Researchers find link between heart disease and loss of Y chromosome in men
Published: Jul 18, 2022
By Mark Terry
Chromosomally normal males have 46 chromosomes, with two of them being sex chromosomes, an X and a Y (46, XY), and as men age, they can lose some of those chromosomes. A new study published in Science found that the loss of Y chromosomes in white blood cells is associated with an increased risk of dying from heart disease.
This type of Y chromosome loss is called mLOY (mosaic Loss Of Y). Mosaic refers to a mix of chromosomally different cells, with some being 46, XY and others being 45, X,-Y.
The Y chromosome is the smallest of the chromosomes and contains very few genes. However, as the authors note, “its functions are not fully understood. It has been observed, however, that mosaic loss of the Y chromosome in blood cells frequently occurs with age, and this alteration is associated with various medical conditions.”
In studies in mice, cells that lacked the Y chromosome are more likely to develop fibrosis (scarring) and decreased cardiac function. However, they benefited from treatment with a transforming growth factor beta 1-neutralizing antibody.
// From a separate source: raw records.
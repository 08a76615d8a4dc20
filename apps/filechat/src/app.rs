//! Terminal front end: bridges stdin to the connection and prints inbound
//! events as status lines.

use std::path::PathBuf;
use std::sync::Arc;

use tokio::io::{AsyncBufReadExt, BufReader};
use tokio::sync::broadcast::error::RecvError;
use tokio_util::sync::CancellationToken;

use filechat_data_channel::{
    ChatServer, DirectorySink, Inbound, Outbound, Receiver, ServerEvent, connect,
};
use filechat_protocol::is_farewell;

use crate::config::Config;

/// One line of operator input.
#[derive(Debug, Clone, PartialEq, Eq)]
pub enum Command {
    Chat(String),
    Send(PathBuf),
    Quit,
    Usage(&'static str),
}

/// Parses a line typed by the operator. Blank lines yield `None`.
pub fn parse_command(line: &str) -> Option<Command> {
    let trimmed = line.trim();
    if trimmed.is_empty() {
        return None;
    }
    if trimmed == "/quit" {
        return Some(Command::Quit);
    }
    if let Some(rest) = trimmed.strip_prefix("/send") {
        if rest.is_empty() || rest.starts_with(char::is_whitespace) {
            let path = rest.trim();
            if path.is_empty() {
                return Some(Command::Usage("usage: /send <path>"));
            }
            return Some(Command::Send(PathBuf::from(path)));
        }
    }
    Some(Command::Chat(line.to_string()))
}

/// Renders an inbound event for the terminal.
pub fn status_line(event: &Inbound) -> String {
    match event {
        Inbound::Chat(line) => line.to_string(),
        Inbound::File(stored) => match &stored.path {
            Some(path) => format!(
                "[RECEIVED] {} ({} bytes) saved as {}",
                stored.filename,
                stored.size,
                path.display()
            ),
            None => format!("[RECEIVED] {} ({} bytes)", stored.filename, stored.size),
        },
        Inbound::Rejected { header, reason } => {
            format!("[REJECTED] {header}: {reason}")
        }
        Inbound::Malformed(e) => format!("[ERROR] invalid file transfer command: {e}"),
    }
}

fn server_status_line(event: &ServerEvent) -> String {
    match event {
        ServerEvent::Connected { id, peer } => format!("[INFO] {id} connected from {peer}"),
        ServerEvent::Inbound { id, event } => format!("{id} {}", status_line(event)),
        ServerEvent::Disconnected { id, error: None } => format!("[INFO] {id} disconnected"),
        ServerEvent::Disconnected {
            id,
            error: Some(e),
        } => format!("[INFO] {id} disconnected: {e}"),
    }
}

/// Runs the server until `/quit`, end of input or cancellation.
pub async fn run_server(config: Config, cancel: CancellationToken) -> anyhow::Result<()> {
    let identity = config.identity()?;
    let server = ChatServer::new(config.server_config()?);
    let listener = server.bind().await?;
    if let Some(addr) = server.local_addr().await {
        println!("Server listening on {addr}");
    }

    let mut events = server.subscribe();
    let serve_task = {
        let server = Arc::clone(&server);
        tokio::spawn(async move { server.serve(listener).await })
    };

    let mut lines = BufReader::new(tokio::io::stdin()).lines();
    loop {
        tokio::select! {
            _ = cancel.cancelled() => break,

            event = events.recv() => match event {
                Ok(event) => println!("{}", server_status_line(&event)),
                Err(RecvError::Lagged(skipped)) => {
                    tracing::warn!(skipped, "event stream lagged");
                }
                Err(RecvError::Closed) => break,
            },

            line = lines.next_line() => {
                let Some(line) = line? else { break };
                match parse_command(&line) {
                    None => {}
                    Some(Command::Quit) => break,
                    Some(Command::Usage(usage)) => println!("{usage}"),
                    Some(Command::Send(path)) => {
                        let peers = server.broadcast(Outbound::File(path.clone())).await;
                        println!("[INFO] sending {} to {peers} peer(s)", path.display());
                    }
                    Some(Command::Chat(text)) => match identity.chat_line(&text) {
                        Ok(line) => {
                            let peers = server.broadcast(Outbound::Line(line.to_string())).await;
                            println!("[SENT] {line} ({peers} peer(s))");
                        }
                        Err(e) => println!("[ERROR] {e}"),
                    },
                }
            }
        }
    }

    server.shutdown();
    match serve_task.await {
        Ok(Ok(())) => {}
        Ok(Err(e)) => tracing::error!("server error: {e}"),
        Err(e) => tracing::error!("server task failed: {e}"),
    }
    Ok(())
}

/// Connects to the configured server and chats until `bye`, `/quit`, end
/// of input, disconnect or cancellation.
pub async fn run_client(config: Config, cancel: CancellationToken) -> anyhow::Result<()> {
    let identity = config.identity()?;
    let address = config.address();
    let conn = connect(address.as_str(), &config.client_options(), &cancel).await?;
    println!("Connected to {address} as {}", identity.nickname());

    let (reader, mut writer) = conn.into_split();
    let sink = DirectorySink::with_prefix(&config.download_dir, &config.received_prefix);
    let mut receiver = Receiver::new(reader, sink, config.policy());

    let recv_cancel = cancel.clone();
    let recv_task = tokio::spawn(async move {
        loop {
            tokio::select! {
                biased;
                _ = recv_cancel.cancelled() => {
                    if let Some(e) = receiver.cancel().await {
                        println!("[ERROR] {e}");
                    }
                    break;
                }

                next = receiver.next() => match next {
                    Ok(Some(event)) => println!("{}", status_line(&event)),
                    Ok(None) => {
                        println!("Connection to server closed.");
                        break;
                    }
                    Err(e) => {
                        println!("Connection to server interrupted: {e}");
                        break;
                    }
                },
            }
        }
        // Stop the input loop once the server is gone.
        recv_cancel.cancel();
    });

    let mut lines = BufReader::new(tokio::io::stdin()).lines();
    loop {
        let line = tokio::select! {
            _ = cancel.cancelled() => break,
            line = lines.next_line() => line?,
        };
        let Some(line) = line else { break };

        let result = match parse_command(&line) {
            None => continue,
            Some(Command::Quit) => break,
            Some(Command::Usage(usage)) => {
                println!("{usage}");
                continue;
            }
            Some(Command::Send(path)) => writer.send_file(&path).await.map(|header| {
                println!("[SENT] file {header}");
            }),
            Some(Command::Chat(text)) => {
                let sent = writer.send_chat(&identity, &text).await.map(|line| {
                    println!("[SENT] {line}");
                });
                if sent.is_ok() && is_farewell(&text) {
                    break;
                }
                sent
            }
        };

        if let Err(e) = result {
            println!("[ERROR] {e}");
            if e.is_fatal() {
                break;
            }
        }
    }

    cancel.cancel();
    if let Err(e) = writer.shutdown().await {
        tracing::debug!("shutdown failed: {e}");
    }
    if let Err(e) = recv_task.await {
        tracing::error!("receive task failed: {e}");
    }
    Ok(())
}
In this study, working with male mice who were reconstituted with bone marrow cells lacking the Y chromosome, they found they had increased mortality and age-related profibrotic symptoms, including decreased cardiac function.
Cardiac macrophages, a type of immune cell, that did not have Y chromosomes, tended toward more fibrosis. But treatment with a transforming growth factor beta 1-neutralizing antibody improved cardiac function in mLOY mice.
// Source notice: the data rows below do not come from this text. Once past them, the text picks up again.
//! Inbound side of the transfer protocol.
//!
//! [`Receiver::next`] reads one text-channel line and, for a transfer
//! announcement, the whole body that follows it. The [`ChannelState`]
//! held by the receiver decides which reader may touch the stream.

use tokio::io::AsyncRead;
use tokio::sync::mpsc;
use tracing::{debug, info, warn};

use filechat_protocol::constants::COPY_BUFFER_SIZE;
use filechat_protocol::{
    BodyProgress, ChannelState, ChatLine, Line, ProtocolError, TransferHeader, validate_filename,
};

use crate::connection::ConnectionReader;
use crate::error::DataChannelError;
use crate::sink::{FileSink, StoredFile};

/// Limits applied to incoming transfers.
#[derive(Debug, Clone, Default, PartialEq, Eq)]
pub struct ReceivePolicy {
    /// Largest accepted body (`None` = unlimited).
    pub max_file_size: Option<u64>,
}

/// Body progress of the transfer in flight.
#[derive(Debug, Clone, PartialEq, Eq)]
pub struct TransferProgress {
    pub filename: String,
    pub received: u64,
    pub total: u64,
}

/// One event read from the peer.
#[derive(Debug, Clone, PartialEq, Eq)]
pub enum Inbound {
    /// A chat line, verbatim.
    Chat(ChatLine),
    /// A file body received in full and stored by the sink.
    File(StoredFile),
    /// A well-formed announcement that was refused. The body was drained,
    /// so the stream is back in text mode.
    Rejected {
        header: TransferHeader,
        reason: String,
    },
    /// A malformed announcement. No body was consumed.
    Malformed(ProtocolError),
}

/// Reads chat lines and file transfers from one connection.
pub struct Receiver<R, S> {
    reader: ConnectionReader<R>,
    sink: S,
    policy: ReceivePolicy,
    state: ChannelState,
    buf: Vec<u8>,
    progress_tx: Option<mpsc::Sender<TransferProgress>>,
}

impl<R: AsyncRead + Unpin, S: FileSink> Receiver<R, S> {
    pub fn new(reader: ConnectionReader<R>, sink: S, policy: ReceivePolicy) -> Self {
        Self {
            reader,
            sink,
            policy,
            state: ChannelState::Idle,
            buf: vec![0u8; COPY_BUFFER_SIZE],
            progress_tx: None,
        }
    }

    /// Reports body progress after every chunk (non-blocking, lossy).
    pub fn with_progress(mut self, progress_tx: mpsc::Sender<TransferProgress>) -> Self {
        self.progress_tx = Some(progress_tx);
        self
    }

    pub fn state(&self) -> &ChannelState {
        &self.state
    }

    pub fn sink(&self) -> &S {
        &self.sink
    }

    pub fn sink_mut(&mut self) -> &mut S {
        &mut self.sink
    }

    pub fn into_parts(self) -> (ConnectionReader<R>, S) {
        (self.reader, self.sink)
    }

    /// Reads the next event.
    ///
    /// Returns `Ok(None)` when the peer closes the stream between events.
    /// Errors are fatal to the connection (see
    /// [`DataChannelError::is_fatal`]); recoverable problems are reported
    /// as [`Inbound::Rejected`] or [`Inbound::Malformed`].
    pub async fn next(&mut self) -> Result<Option<Inbound>, DataChannelError> {
        self.state.begin_line()?;
        let line = match self.reader.read_line().await {
            Ok(Some(line)) => line,
            Ok(None) => {
                self.state.abort();
                return Ok(None);
            }
            Err(e) => {
                self.state.abort();
                return Err(e);
            }
        };

        match self.state.accept_line(&line)? {
            Ok(Line::Chat(chat)) => Ok(Some(Inbound::Chat(chat))),
            Ok(Line::Transfer(header)) => self.receive_body(header).await.map(Some),
            Err(e) => {
                warn!(line = %line, "malformed transfer header: {e}");
                Ok(Some(Inbound::Malformed(e)))
            }
        }
    }

    /// Cleans up after a [`next`](Self::next) future that was dropped
    /// before it finished.
    ///
    /// A body in flight is discarded from the sink and returned as a
    /// [`DataChannelError::ShortTransfer`]. Between events this only resets
    /// the state and returns `None`.
    pub async fn cancel(&mut self) -> Option<DataChannelError> {
        let (header, received) = self.state.abort()?;
        self.abort_sink(true).await;
        warn!(file = %header, received, "transfer cancelled");
        Some(DataChannelError::ShortTransfer {
            expected: header.size,
            received,
        })
    }

    async fn receive_body(
        &mut self,
        header: TransferHeader,
    ) -> Result<Inbound, DataChannelError> {
        // A refused transfer is still drained so the text channel stays in
        // sync with the sender.
        let mut refusal = self.admit(&header).await.err();
        match &refusal {
            Some(e) => warn!(file = %header, "rejecting transfer: {e}"),
            None => info!(file = %header, "receiving file"),
        }

        let mut progress = self.state.record_body(0)?;
        while let BodyProgress::Pending { remaining, .. } = progress {
            let to_read = remaining.min(self.buf.len() as u64) as usize;
            let n = match self.reader.read_chunk(&mut self.buf[..to_read]).await {
                Ok(0) => {
                    let (_, received) = self.state.abort().unwrap_or((header.clone(), 0));
                    self.abort_sink(refusal.is_none()).await;
                    warn!(
                        file = %header,
                        received,
                        "peer closed before the transfer completed"
                    );
                    return Err(DataChannelError::ShortTransfer {
                        expected: header.size,
                        received,
                    });
                }
                Ok(n) => n,
                Err(e) => {
                    self.state.abort();
                    self.abort_sink(refusal.is_none()).await;
                    return Err(e);
                }
            };

            if refusal.is_none() {
                if let Err(e) = self.sink.write(&self.buf[..n]).await {
                    warn!(file = %header, "local write failed, draining the rest: {e}");
                    self.abort_sink(true).await;
                    refusal = Some(e);
                }
            }

            progress = self.state.record_body(n as u64)?;
            if let (Some(tx), BodyProgress::Pending { received, .. }) = (&self.progress_tx, &progress)
            {
                let _ = tx.try_send(TransferProgress {
                    filename: header.filename.clone(),
                    received: *received,
                    total: header.size,
                });
            }
        }

        if let Some(tx) = &self.progress_tx {
            let _ = tx.try_send(TransferProgress {
                filename: header.filename.clone(),
                received: header.size,
                total: header.size,
            });
        }

        if let Some(e) = refusal {
            return Ok(Inbound::Rejected {
                header,
                reason: e.to_string(),
            });
        }

        match self.sink.finish().await {
            Ok(stored) => {
                info!(file = %header, "file received");
                Ok(Inbound::File(stored))
            }
            Err(e) => {
                warn!(file = %header, "failed to store file: {e}");
                Ok(Inbound::Rejected {
                    header,
                    reason: e.to_string(),
                })
            }
        }
    }

    /// Applies the receive policy and opens the sink.
    async fn admit(&mut self, header: &TransferHeader) -> Result<(), DataChannelError> {
        validate_filename(&header.filename)?;
        if let Some(max) = self.policy.max_file_size {
            if header.size > max {
                return Err(DataChannelError::FileTooLarge {
                    size: header.size,
                    max,
                });
            }
        }
        self.sink.begin(header).await
    }

    async fn abort_sink(&mut self, open: bool) {
        if !open {
            return;
        }
        if let Err(e) = self.sink.abort().await {
            debug!("sink abort failed: {e}");
        }
    }
}
//! TCP connection handling and file transfer for filechat peers.
//!
//! One TCP stream carries chat lines and file bodies. This crate wraps
//! the stream in a [`PeerConnection`] whose read half serves both the text
//! channel (`read_line`) and the byte channel (`read_exactly`) from a
//! single buffer, and drives the transfer protocol on top of it through
//! [`Receiver`] (inbound) and the `send_*` methods of
//! [`ConnectionWriter`] (outbound).
//!
//! # Wire format
//!
//! See the `filechat_protocol` crate.

pub mod client;
pub mod connection;
pub mod error;
pub mod receiver;
pub mod sender;
pub mod server;
pub mod sink;

pub use client::{ClientOptions, TcpPeer, connect};
pub use connection::{ConnectionReader, ConnectionWriter, PeerConnection};
pub use error::DataChannelError;
pub use receiver::{Inbound, ReceivePolicy, Receiver, TransferProgress};
pub use server::{ChatServer, ConnectionId, Outbound, ServerConfig, ServerEvent};
pub use sink::{DirectorySink, FileSink, MemorySink, StoredFile};

use std::time::Duration;

/// TCP read/write buffer size (64 KB).
pub const TCP_BUFFER_SIZE: usize = 64 * 1024;

/// Timeout for the TCP connection attempt.
pub const TCP_CONNECT_TIMEOUT: Duration = Duration::from_secs(30);

/// Pending outbound commands per server connection.
pub const OUTBOUND_QUEUE: usize = 64;

/// Prefix prepended to received filenames.
pub const DEFAULT_RECEIVED_PREFIX: &str = "Received_";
They don’t know if the mLOY in the white blood cells has a direct effect on disease progression in other organs.
“The DNA of all our cells inevitably accumulate mutations as we age,” Kenneth Walsh, Ph.D., co-author of the study, said. Walsh is a researcher at the University of Virginia. The study was conducted with researchers from Uppsala University in Sweden. “This includes the loss of the entire Y chromosome within a subset of cells within men. Understanding that the body is a mosaic of acquired mutations provides clues about age-related diseases and the aging process itself.”
The researcher leveraged CRISPR-Cas9 gene editing to create mouse models with mLOY in their white blood cells. The mLOY directly damaged the mice’s internal organs. Mice with mLOY did not survive as long as those without mLOY.
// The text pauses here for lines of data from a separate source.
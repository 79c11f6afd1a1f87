//! Fixed-width set of combined DTC groups already visited in one iteration

/// Stack-allocated bitset over combined group ids
///
/// Created per "for each DTC" pass so events sharing a combined group are
/// counted once. Never persisted.
#[derive(Debug, Clone, Copy, Default, PartialEq, Eq)]
pub struct CombinedGroupSet {
    words: [u64; 4],
}

impl CombinedGroupSet {
    /// Number of distinct group ids the set can hold
    pub const CAPACITY: usize = 256;

    pub fn new() -> Self {
        Self::default()
    }

    pub fn contains(&self, group: u8) -> bool {
        let (word, bit) = Self::position(group);
        self.words[word] & (1u64 << bit) != 0
    }

    /// Mark `group` processed; returns false if it already was
    pub fn insert(&mut self, group: u8) -> bool {
        let (word, bit) = Self::position(group);
        let fresh = self.words[word] & (1u64 << bit) == 0;
        self.words[word] |= 1u64 << bit;
        fresh
    }

    pub fn clear(&mut self) {
        self.words = [0; 4];
    }

    pub fn len(&self) -> usize {
        self.words.iter().map(|w| w.count_ones() as usize).sum()
    }

    pub fn is_empty(&self) -> bool {
        self.words.iter().all(|w| *w == 0)
    }

    fn position(group: u8) -> (usize, u32) {
        ((group / 64) as usize, (group % 64) as u32)
    }
}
Lars Forsberg, Ph.D., co-author of the study at Uppsala, stated, “In the mouse models used in the study, the mouse Y chromosome was eliminated to mimic the human mLOY condition and we analysed the direct consequences that this had. Examination of mice with mLOY showed an increased scarring of the heart, known as fibrosis. We see that mLOY causes the fibrosis which leads to a decline in heart function.”
The study analyzed data from the U.K. Biobank of 500,000 normally aging people between 40 and 70 years of age at the beginning of the study. Men with mLOY in their blood at the beginning of the study had a 30% increased risk of dying from heart failure and other types of cardiovascular disease during 11 years of follow-up.
Forsberg said, “We also see that men with a higher proportion of white blood cells with mLOY in the blood have a greater risk of dying from cardiovascular disease. This observation is in line with the results from the mouse model and suggests that mLOY has a direct physiological effect also in humans.”
He went on to note, “The link between mLOY and fibrosis is very interesting, especially given the new treatment strategies for heart failure, pulmonary fibrosis and certain cancers that aim to counteract the onset of fibrosis. Men with mLOY could be a patient group that responds particularly well to such treatment.”